(The filmmaker is Charles Ferguson, who made a great documentary on the
2008 financial crisis titled "Inside Job". I am definitely going to
watch his Watergate documentary on Amazon that I heard nothing about
until this article. My guess is that his suit is credible even if he
loses in court.)
NYT, Mar. 24, 2021
Filmmaker’s Suit Says A&E Networks Suppressed ‘Watergate’ Series
By Julia Jacobs and Nicole Sperling
“Watergate,” a four-hour documentary examining the scandal that ended
Richard Nixon’s presidency, had its world premiere in 2018 at the
Telluride Film Festival, an event known to foretell future Oscar
nominations. It went on to be shown at the New York Film Festival and
several others, collecting positive reviews that highlighted allusions
the series made to the Trump presidency.
It aired on the History Channel over three days in early November, just
before the 2018 midterm elections. To the filmmaker’s surprise, it was
never broadcast on American television again.

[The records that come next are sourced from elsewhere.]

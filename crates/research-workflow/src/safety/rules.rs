//! Rule-based safety checks

use async_trait::async_trait;
use regex::Regex;
use reqwest::Url;

use super::{aggregate, Assessment, SafetyPolicy, SafetySubject};
use crate::config::SafetyPolicyConfig;
use crate::error::{CollaboratorError, WorkflowError};

/// Classifies URLs by domain
#[derive(Debug, Clone)]
pub struct UrlValidator {
    trusted: Vec<String>,
    blocked: Vec<String>,
}

impl UrlValidator {
    pub fn new<I, S>(trusted: I) -> Self
    where
        I: IntoIterator<Item = S>,
        S: AsRef<str>,
    {
        Self {
            trusted: normalize_domains(trusted),
            blocked: Vec::new(),
        }
    }

    pub fn with_blocked<I, S>(mut self, blocked: I) -> Self
    where
        I: IntoIterator<Item = S>,
        S: AsRef<str>,
    {
        self.blocked = normalize_domains(blocked);
        self
    }

    /// Trusted domains pass, blocked domains fail, everything else is
    /// uncertain.
    pub fn validate_url(&self, url: &str) -> Assessment {
        let parsed = match Url::parse(url) {
            Ok(parsed) => parsed,
            Err(e) => return Assessment::unsafe_(0.7, format!("unparseable URL: {}", e)),
        };
        if !matches!(parsed.scheme(), "http" | "https") {
            return Assessment::unsafe_(0.8, format!("unsupported scheme: {}", parsed.scheme()));
        }
        let Some(host) = parsed.host_str() else {
            return Assessment::unsafe_(0.7, "URL has no host");
        };
        let host = host.to_ascii_lowercase();

        if let Some(domain) = self.blocked.iter().find(|d| domain_matches(&host, d)) {
            return Assessment::unsafe_(0.95, format!("blocked domain: {}", domain))
                .with_flagged(vec![domain.clone()]);
        }
        if let Some(domain) = self.trusted.iter().find(|d| domain_matches(&host, d)) {
            return Assessment::safe(0.9, format!("trusted domain: {}", domain));
        }
        Assessment::uncertain(0.5, format!("domain not in trusted list: {}", host))
    }
}

/// Flags text containing blocked keywords (whole words, case-insensitive)
#[derive(Debug, Clone)]
pub struct ContentModerator {
    pattern: Option<Regex>,
}

impl ContentModerator {
    pub fn new<I, S>(keywords: I) -> Result<Self, WorkflowError>
    where
        I: IntoIterator<Item = S>,
        S: AsRef<str>,
    {
        let alternatives: Vec<String> = keywords
            .into_iter()
            .map(|k| k.as_ref().trim().to_lowercase())
            .filter(|k| !k.is_empty())
            .map(|k| regex::escape(&k))
            .collect();

        if alternatives.is_empty() {
            return Ok(Self { pattern: None });
        }

        let pattern = Regex::new(&format!(r"(?i)\b(?:{})\b", alternatives.join("|")))
            .map_err(|e| WorkflowError::config(format!("invalid blocked keyword list: {}", e)))?;
        Ok(Self {
            pattern: Some(pattern),
        })
    }

    pub fn moderate(&self, text: &str) -> Assessment {
        let mut flagged: Vec<String> = Vec::new();
        if let Some(pattern) = &self.pattern {
            for m in pattern.find_iter(text) {
                let word = m.as_str().to_lowercase();
                if !flagged.contains(&word) {
                    flagged.push(word);
                }
            }
        }

        if flagged.is_empty() {
            return Assessment::safe(0.8, "no blocked keywords");
        }
        let confidence = (0.6 + 0.1 * flagged.len() as f32).min(0.95);
        Assessment::unsafe_(confidence, format!("blocked keywords: {}", flagged.join(", ")))
            .with_flagged(flagged)
    }
}

/// Domain and keyword rules, no network calls
#[derive(Debug, Clone)]
pub struct RulePolicy {
    urls: UrlValidator,
    content: ContentModerator,
}

impl RulePolicy {
    pub fn new(urls: UrlValidator, content: ContentModerator) -> Self {
        Self { urls, content }
    }

    pub fn from_config(config: &SafetyPolicyConfig) -> Result<Self, WorkflowError> {
        Ok(Self {
            urls: UrlValidator::new(&config.trusted_domains).with_blocked(&config.blocked_domains),
            content: ContentModerator::new(&config.blocked_keywords)?,
        })
    }

    pub fn assess(&self, subject: &SafetySubject<'_>) -> Assessment {
        match subject {
            SafetySubject::Source { url, content } => {
                aggregate(&[self.urls.validate_url(url), self.content.moderate(content)])
            }
            SafetySubject::Draft(text) => self.content.moderate(text),
        }
    }
}

#[async_trait]
impl SafetyPolicy for RulePolicy {
    async fn classify(&self, subject: &SafetySubject<'_>) -> Result<Assessment, CollaboratorError> {
        Ok(self.assess(subject))
    }
}

fn normalize_domains<I, S>(domains: I) -> Vec<String>
where
    I: IntoIterator<Item = S>,
    S: AsRef<str>,
{
    domains
        .into_iter()
        .map(|d| {
            d.as_ref()
                .trim()
                .trim_start_matches("www.")
                .trim_start_matches('.')
                .to_ascii_lowercase()
        })
        .filter(|d| !d.is_empty())
        .collect()
}

fn domain_matches(host: &str, domain: &str) -> bool {
    host == domain
        || host
            .strip_suffix(domain)
            .is_some_and(|prefix| prefix.ends_with('.'))
}
//! Language-model collaborator
//!
//! Stages only need "prompt in, text out". [`CompletionProvider`] is that
//! seam; [`RigCompletionProvider`] backs it with any Rig agent and
//! [`Retrying`] adds backoff for transient errors.

mod retry;
mod rig_provider;

use async_trait::async_trait;
use serde::{Deserialize, Serialize};

use crate::error::CollaboratorError;

pub use self::retry::Retrying;
pub use self::rig_provider::RigCompletionProvider;

/// Sampling settings forwarded with every completion
#[derive(Debug, Clone, Copy, PartialEq, Serialize, Deserialize)]
#[serde(default)]
pub struct CompletionSettings {
    pub temperature: f64,
    pub max_tokens: u64,
}

impl Default for CompletionSettings {
    fn default() -> Self {
        Self {
            temperature: 0.7,
            max_tokens: 2048,
        }
    }
}

impl CompletionSettings {
    pub fn with_temperature(mut self, temperature: f64) -> Self {
        self.temperature = temperature;
        self
    }

    pub fn with_max_tokens(mut self, max_tokens: u64) -> Self {
        self.max_tokens = max_tokens;
        self
    }
}

/// Text completion capability used by Plan, Synthesize, Reflexion and the
/// LLM safety reviewer.
#[async_trait]
pub trait CompletionProvider: Send + Sync {
    async fn complete(
        &self,
        prompt: &str,
        settings: &CompletionSettings,
    ) -> Result<String, CollaboratorError>;

    /// Name for logging
    fn name(&self) -> &str {
        "completion"
    }
}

The writer and director of the documentary, the award-winning filmmaker
Charles Ferguson, is now suing the company that owns the History
Channel, A&E Networks, asserting it suppressed the dissemination of his
mini-series because it was worried about potential backlash to allusions
the documentary makes to the Trump White House.
In the lawsuit filed Friday in State Supreme Court in Manhattan, Mr.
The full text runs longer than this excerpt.